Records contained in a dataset
--
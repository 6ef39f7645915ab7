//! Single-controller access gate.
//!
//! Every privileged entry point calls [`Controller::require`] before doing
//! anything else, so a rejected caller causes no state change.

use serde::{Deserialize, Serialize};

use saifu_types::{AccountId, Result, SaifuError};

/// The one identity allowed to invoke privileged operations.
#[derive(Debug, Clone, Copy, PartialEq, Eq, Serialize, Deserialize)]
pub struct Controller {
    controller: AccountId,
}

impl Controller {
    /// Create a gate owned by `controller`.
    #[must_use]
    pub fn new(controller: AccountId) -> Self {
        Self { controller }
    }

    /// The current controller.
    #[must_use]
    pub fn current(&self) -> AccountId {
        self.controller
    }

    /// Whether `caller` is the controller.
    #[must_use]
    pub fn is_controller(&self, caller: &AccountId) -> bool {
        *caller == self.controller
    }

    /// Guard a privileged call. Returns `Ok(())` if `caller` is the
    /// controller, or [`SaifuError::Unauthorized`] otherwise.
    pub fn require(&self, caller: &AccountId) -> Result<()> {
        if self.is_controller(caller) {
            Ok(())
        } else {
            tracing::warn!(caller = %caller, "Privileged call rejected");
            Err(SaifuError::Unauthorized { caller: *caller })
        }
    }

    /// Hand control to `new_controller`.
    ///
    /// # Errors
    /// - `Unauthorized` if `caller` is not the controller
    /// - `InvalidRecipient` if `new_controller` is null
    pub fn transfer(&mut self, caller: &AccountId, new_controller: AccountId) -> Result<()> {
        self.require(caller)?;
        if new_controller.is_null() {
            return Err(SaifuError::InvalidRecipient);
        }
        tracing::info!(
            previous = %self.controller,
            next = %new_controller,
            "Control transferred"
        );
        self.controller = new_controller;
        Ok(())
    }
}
--
TRY IT:
Which lines above contain the word "Result"? Show each of them.

EXPECTED ANSWER:
use saifu_types::{AccountId, Result, SaifuError};
    pub fn require(&self, caller: &AccountId) -> Result<()> {
    pub fn transfer(&mut self, caller: &AccountId, new_controller: AccountId) -> Result<()> {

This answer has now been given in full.